Monday, January 2, 2012

It's 2012 - Why haven't I posted sooner?

It's been a while since I've posted here. I suppose I'm due for an update.

Many of you know about my medical diagnosis a few years ago and the fear I felt going through it. Well, that fear is back. After 3 years of doctor visits, one trip to Denver to see a renowned doctor in his field to "fix" me, several biopsies, and painful procedures later, I might be looking at going through it all again.

I have a procedure planned for January 11th at 7:45am at Memorial Hermann Memorial City. I have been lucky to have found such an amazing OB/Gyn here in Houston. She has made personal calls to me, during my struggles and even when things were going good. She understands how much having a baby was important to me. She was in the room with me the day I miscarried, holding my hand, crying with me.  She and I are the same age and she herself went through countless attempts of having children. She is now the mom to twin girls. Her name is Barbara Fogiel: www.barbarafogielmd.com. She is wonderful.

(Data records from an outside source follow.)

pub mod corrections;
pub mod diff;
pub mod io;
pub mod overlay;
pub mod review;
pub mod selection;
pub mod text;

#[cfg(test)]
pub mod tests;

// Re-export key types for easier usage
pub use corrections::{Correction, CorrectionError, CorrectionSet, apply_corrections};
pub use diff::{
    DiffError, DiffGranularity, DiffSegment, DiffSummary, SegmentKind, compute_diff,
    compute_diff_bytes, compute_diff_bytes_with, compute_diff_with,
};
pub use io::*;
pub use overlay::{
    OverlayError, OverlayOptions, RenderedOverlay, render_corrections, render_diff, render_overlay,
};
pub use review::{EssayReview, ReviewCmd, ReviewError, ReviewPatch};
pub use selection::{
    RenderedPosition, RenderedSelection, ResolvedSelection, SelectionError, SelectionMapper,
};
pub use text::{RenderMap, RenderNode, Span, TextOrigin};
//! # Selection-to-Offset Mapper
//!
//! Resolves a selection made in a rendered essay view to a char span of the
//! plain-text source, so a correction can be anchored to it.
//!
//! ## Strategy
//!
//! 1. **Map** both selection ends through the [`RenderMap`] (a prefix-sum
//!    walk over rendered nodes; replacement text snaps to the replaced span).
//! 2. **Validate** the candidate span: the source text there must equal the
//!    live selected text, after trimming.
//! 3. **Fall back** to a literal search for the selected text when the
//!    candidate does not match, choosing the occurrence closest to the
//!    candidate so repeated phrases anchor where the teacher actually clicked.
//! 4. **Narrow** the span to exclude surrounding whitespace.
//!
//! Failure is explicit: callers get a [`SelectionError`] and decide how to
//! tell the user, rather than the correction being dropped silently.

use serde::{Deserialize, Serialize};

use crate::text::{CharIndex, Edge, RenderMap, Span};

pub use crate::text::RenderedPosition;

#[derive(Debug, Clone, PartialEq, Eq, thiserror::Error)]
pub enum SelectionError {
    #[error("selection could not be anchored to the essay text")]
    Unresolved,
    #[error("selection is empty")]
    EmptySelection,
    #[error("selection position {0:?} is outside the rendered text")]
    PositionOutOfRange(RenderedPosition),
}

/// A live selection: where the user started dragging and where they let go.
#[derive(Debug, Clone, Copy, PartialEq, Eq, Serialize, Deserialize)]
pub struct RenderedSelection {
    pub anchor: RenderedPosition,
    pub focus: RenderedPosition,
}

impl RenderedSelection {
    pub fn new(anchor: RenderedPosition, focus: RenderedPosition) -> Self {
        Self { anchor, focus }
    }

    /// Selection endpoints in document order.
    pub fn ordered(&self) -> (RenderedPosition, RenderedPosition) {
        if self.focus < self.anchor {
            (self.focus, self.anchor)
        } else {
            (self.anchor, self.focus)
        }
    }
}

/// A selection anchored to the source text.
#[derive(Debug, Clone, PartialEq, Eq, Serialize, Deserialize)]
pub struct ResolvedSelection {
    pub span: Span,
    /// Source text covered by `span`.
    pub text: String,
}

/// Maps rendered selections back to one essay's source text.
pub struct SelectionMapper<'a> {
    index: CharIndex<'a>,
    map: &'a RenderMap,
}

impl<'a> SelectionMapper<'a> {
    pub fn new(source: &'a str, map: &'a RenderMap) -> Self {
        Self {
            index: CharIndex::new(source),
            map,
        }
    }

    /// Resolve a node-addressed selection.
    pub fn resolve(
        &self,
        selection: &RenderedSelection,
        selected_text: &str,
    ) -> Result<ResolvedSelection, SelectionError> {
        let (from, to) = selection.ordered();
        let start = self
            .map
            .source_offset(from, Edge::Start)
            .ok_or(SelectionError::PositionOutOfRange(from))?;
        let end = self
            .map
            .source_offset(to, Edge::End)
            .ok_or(SelectionError::PositionOutOfRange(to))?;

        let rendered = self.map.rendered_between(from, to);
        // Both ends inside one replacement snap to the same boundary order.
        self.validate(
            Span::new(start, end.max(start)),
            rendered.as_deref(),
            selected_text,
        )
    }

    /// Resolve a selection described only by rendered text lengths: the
    /// number of chars before the selection and after it in the view.
    pub fn resolve_by_context(
        &self,
        preceding_len: usize,
        following_len: usize,
        selected_text: &str,
    ) -> Result<ResolvedSelection, SelectionError> {
        let rendered_len = self.map.rendered_len();
        let end = rendered_len
            .checked_sub(following_len)
            .filter(|end| *end >= preceding_len)
            .ok_or(SelectionError::Unresolved)?;

        let from = self
            .map
            .locate(preceding_len, Edge::Start)
            .ok_or(SelectionError::Unresolved)?;
        let to = self
            .map
            .locate(end, Edge::End)
            .ok_or(SelectionError::Unresolved)?;
        self.resolve(&RenderedSelection::new(from, to), selected_text)
    }

    /// Accept the candidate when the live selection matches either the
    /// source text under it or the rendered text it was mapped from.
    fn validate(
        &self,
        candidate: Span,
        rendered: Option<&str>,
        selected_text: &str,
    ) -> Result<ResolvedSelection, SelectionError> {
        let wanted = selected_text.trim();
        if wanted.is_empty() {
            return Err(SelectionError::EmptySelection);
        }

        // A rendered match only counts when the candidate is real source.
        if let Some(found) = self.index.slice(candidate)
            && !candidate.is_empty()
            && (found.trim() == wanted || rendered.is_some_and(|seen| seen.trim() == wanted))
        {
            return self.narrow(candidate);
        }

        log::debug!("selection at {candidate} does not match selected text, searching source");
        let span = self
            .search_nearest(wanted, candidate.start)
            .ok_or(SelectionError::Unresolved)?;
        self.narrow(span)
    }

    /// Occurrence of `needle` whose start is closest to `hint`; ties go to
    /// the earlier one. Overlapping occurrences are all candidates.
    fn search_nearest(&self, needle: &str, hint: usize) -> Option<Span> {
        let needle_len = needle.chars().count();
        let text = self.index.text();
        text.char_indices()
            .enumerate()
            .filter(|(_, (byte, _))| text[*byte..].starts_with(needle))
            .map(|(start, _)| start)
            .min_by_key(|start| start.abs_diff(hint))
            .map(|start| Span::new(start, start + needle_len))
    }

    /// Drop leading and trailing whitespace from a span of the source.
    fn narrow(&self, span: Span) -> Result<ResolvedSelection, SelectionError> {
        let text = self.index.slice(span).ok_or(SelectionError::Unresolved)?;
        let trimmed = text.trim();
        if trimmed.is_empty() {
            return Err(SelectionError::EmptySelection);
        }
        let leading = text.chars().take_while(|c| c.is_whitespace()).count();
        let start = span.start + leading;
        Ok(ResolvedSelection {
            span: Span::new(start, start + trimmed.chars().count()),
            text: trimmed.to_string(),
        })
    }
}
use std::ops::Range;

use crate::text::Span;

/// Number of chars in `text`.
pub fn char_len(text: &str) -> usize {
    text.chars().count()
}

/// Char-offset to byte-offset table for one text.
///
/// Built once per text (O(n)); every lookup afterwards is O(1), and byte to
/// char lookups are a binary search.
#[derive(Debug, Clone)]
pub struct CharIndex<'a> {
    text: &'a str,
    /// Byte offset of every char boundary, including the final `text.len()`.
    boundaries: Vec<usize>,
}

impl<'a> CharIndex<'a> {
    pub fn new(text: &'a str) -> Self {
        let boundaries = text
            .char_indices()
            .map(|(i, _)| i)
            .chain(std::iter::once(text.len()))
            .collect();
        Self { text, boundaries }
    }

    pub fn text(&self) -> &'a str {
        self.text
    }

    /// Length of the text in chars.
    pub fn char_len(&self) -> usize {
        self.boundaries.len() - 1
    }

    /// Byte offset of the given char offset, `None` past the end.
    pub fn byte(&self, char_offset: usize) -> Option<usize> {
        self.boundaries.get(char_offset).copied()
    }

    /// Char offset of a byte offset, `None` if it is not on a char boundary.
    pub fn char_at_byte(&self, byte_offset: usize) -> Option<usize> {
        self.boundaries.binary_search(&byte_offset).ok()
    }

    /// Byte range for a char span, `None` when the span is reversed or out of bounds.
    pub fn byte_range(&self, span: Span) -> Option<Range<usize>> {
        if span.start > span.end {
            return None;
        }
        Some(self.byte(span.start)?..self.byte(span.end)?)
    }

    /// Slice the text by char span.
    pub fn slice(&self, span: Span) -> Option<&'a str> {
        let range = self.byte_range(span)?;
        Some(&self.text[range])
    }
}
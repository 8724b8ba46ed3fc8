//! Edit-script normalization over token chunks.

use std::collections::VecDeque;

/// A run of the edit script: tokens common to both texts, or one change
/// region between two common runs.
#[derive(Debug, Clone, PartialEq, Eq)]
pub(crate) enum Chunk<'a> {
    Equal(Vec<&'a str>),
    Change {
        removed: Vec<&'a str>,
        added: Vec<&'a str>,
    },
}

impl Chunk<'_> {
    fn is_change(&self) -> bool {
        matches!(self, Chunk::Change { .. })
    }
}

/// Accumulates diff ops into alternating equal/change chunks.
#[derive(Debug, Default)]
pub(crate) struct ChunkBuilder<'a> {
    chunks: Vec<Chunk<'a>>,
}

impl<'a> ChunkBuilder<'a> {
    pub fn equal(&mut self, tokens: &[&'a str]) {
        push_chunk(&mut self.chunks, Chunk::Equal(tokens.to_vec()));
    }

    pub fn change(&mut self, removed: &[&'a str], added: &[&'a str]) {
        push_chunk(
            &mut self.chunks,
            Chunk::Change {
                removed: removed.to_vec(),
                added: added.to_vec(),
            },
        );
    }

    pub fn finish(self) -> Vec<Chunk<'a>> {
        self.chunks
    }
}

/// Append a chunk, merging it into the previous chunk of the same kind.
/// Empty chunks are dropped.
fn push_chunk<'a>(out: &mut Vec<Chunk<'a>>, chunk: Chunk<'a>) {
    match chunk {
        Chunk::Equal(tokens) => {
            if tokens.is_empty() {
                return;
            }
            if let Some(Chunk::Equal(last)) = out.last_mut() {
                last.extend(tokens);
            } else {
                out.push(Chunk::Equal(tokens));
            }
        }
        Chunk::Change { removed, added } => {
            if removed.is_empty() && added.is_empty() {
                return;
            }
            if let Some(Chunk::Change {
                removed: last_removed,
                added: last_added,
            }) = out.last_mut()
            {
                last_removed.extend(removed);
                last_added.extend(added);
            } else {
                out.push(Chunk::Change { removed, added });
            }
        }
    }
}

/// Slide pure insertions and deletions to the right while their first token
/// equals the token after them.
///
/// Myers may place an inserted `" big"` after `"The"` or an inserted
/// `"big "` after `"The "`; both are minimal. Sliding picks the second, so
/// edits start on a word rather than on the space before it.
pub(crate) fn slide_pure_edits(chunks: Vec<Chunk<'_>>) -> Vec<Chunk<'_>> {
    let mut out: Vec<Chunk<'_>> = Vec::with_capacity(chunks.len());
    let mut rest: VecDeque<Chunk<'_>> = chunks.into();

    while let Some(chunk) = rest.pop_front() {
        match chunk {
            Chunk::Change {
                mut removed,
                mut added,
            } if removed.is_empty() != added.is_empty()
                && !out.last().is_some_and(Chunk::is_change) =>
            {
                let pure = if removed.is_empty() {
                    &mut added
                } else {
                    &mut removed
                };

                while let Some(Chunk::Equal(next)) = rest.front_mut() {
                    if next.first() != pure.first() {
                        break;
                    }
                    let moved = pure.remove(0);
                    push_chunk(&mut out, Chunk::Equal(vec![moved]));
                    pure.push(next.remove(0));
                    if next.is_empty() {
                        rest.pop_front();
                    }
                }

                push_chunk(&mut out, Chunk::Change { removed, added });
            }
            other => push_chunk(&mut out, other),
        }
    }
    out
}

/// Fold whitespace-only equal runs that sit between two changes into the
/// change, so `"foo bar"` → `"baz qux"` reads as one replacement.
pub(crate) fn fold_whitespace_gaps(chunks: Vec<Chunk<'_>>) -> Vec<Chunk<'_>> {
    let mut out: Vec<Chunk<'_>> = Vec::with_capacity(chunks.len());
    let mut rest: VecDeque<Chunk<'_>> = chunks.into();

    while let Some(chunk) = rest.pop_front() {
        if let Chunk::Equal(tokens) = &chunk
            && tokens.iter().all(|t| t.trim().is_empty())
            && rest.front().is_some_and(Chunk::is_change)
            && let Some(Chunk::Change { removed, added }) = out.last_mut()
        {
            removed.extend(tokens.iter().copied());
            added.extend(tokens.iter().copied());
            continue;
        }
        push_chunk(&mut out, chunk);
    }
    out
}

#[cfg(test)]
mod tests {
    use super::*;

    fn change<'a>(removed: &[&'a str], added: &[&'a str]) -> Chunk<'a> {
        Chunk::Change {
            removed: removed.to_vec(),
            added: added.to_vec(),
        }
    }

    #[test]
    fn builder_merges_consecutive_changes() {
        let mut builder = ChunkBuilder::default();
        builder.equal(&["a"]);
        builder.change(&["b"], &[]);
        builder.change(&[], &["c"]);
        builder.equal(&[]);
        builder.equal(&["d"]);

        assert_eq!(
            builder.finish(),
            vec![
                Chunk::Equal(vec!["a"]),
                change(&["b"], &["c"]),
                Chunk::Equal(vec!["d"]),
            ]
        );
    }

    #[test]
    fn insertion_slides_past_leading_space() {
        let chunks = vec![
            Chunk::Equal(vec!["The"]),
            change(&[], &[" ", "big"]),
            Chunk::Equal(vec![" ", "cat"]),
        ];

        assert_eq!(
            slide_pure_edits(chunks),
            vec![
                Chunk::Equal(vec!["The", " "]),
                change(&[], &["big", " "]),
                Chunk::Equal(vec!["cat"]),
            ]
        );
    }

    #[test]
    fn slide_drops_exhausted_equal_run() {
        let chunks = vec![change(&[], &["a", " "]), Chunk::Equal(vec!["a"])];

        assert_eq!(
            slide_pure_edits(chunks),
            vec![Chunk::Equal(vec!["a"]), change(&[], &[" ", "a"])]
        );
    }

    #[test]
    fn mixed_changes_do_not_slide() {
        let chunks = vec![change(&["x"], &["y"]), Chunk::Equal(vec!["x"])];
        assert_eq!(slide_pure_edits(chunks.clone()), chunks);
    }

    #[test]
    fn whitespace_gap_between_changes_is_folded() {
        let chunks = vec![
            change(&["foo"], &["baz"]),
            Chunk::Equal(vec![" "]),
            change(&["bar"], &["qux"]),
        ];

        assert_eq!(
            fold_whitespace_gaps(chunks),
            vec![change(&["foo", " ", "bar"], &["baz", " ", "qux"])]
        );
    }

    #[test]
    fn word_gap_between_changes_is_kept() {
        let chunks = vec![
            change(&["foo"], &["baz"]),
            Chunk::Equal(vec![" ", "and", " "]),
            change(&["bar"], &["qux"]),
        ];
        assert_eq!(fold_whitespace_gaps(chunks.clone()), chunks);
    }
}
// Shared essay generators. Each bench binary compiles this module and uses a
// different subset, hence the dead_code allowances.
use scorewise_engine::{CorrectionSet, Span};

#[allow(dead_code)]
pub fn generate_essay(paragraphs: usize) -> String {
    let base = "Nowadays technology have change the way student learns. Many people thinks that online class is more better than traditional school, but I am not agree.\n\n";
    base.repeat(paragraphs)
}

/// Teacher-edited version of [`generate_essay`]: a few word fixes per paragraph.
#[allow(dead_code)]
pub fn generate_edited_essay(paragraphs: usize) -> String {
    generate_essay(paragraphs)
        .replace("have change", "has changed")
        .replace("student learns", "students learn")
        .replace("more better", "better")
        .replace("am not agree", "do not agree")
}

/// Four-char corrections starting every `every` chars.
#[allow(dead_code)]
pub fn generate_corrections(essay: &str, every: usize) -> CorrectionSet {
    let len = essay.chars().count();
    let mut set = CorrectionSet::new();
    let mut start = 0;
    while start + 4 <= len {
        set.create(essay, Span::new(start, start + 4), "fix", None)
            .unwrap();
        start += every.max(5);
    }
    set
}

The next few weeks will be scary for me, everyone that knows me well enough know that my life has been void of children, but it hasn't been my choice. With the ongoing fear of the unknown of what can happen to me with the gynocological diagnosis, I ask that you all say a little prayer for me. One now, one on January 11th, and one on January 19th, when I should have the results from the procedural biopsy.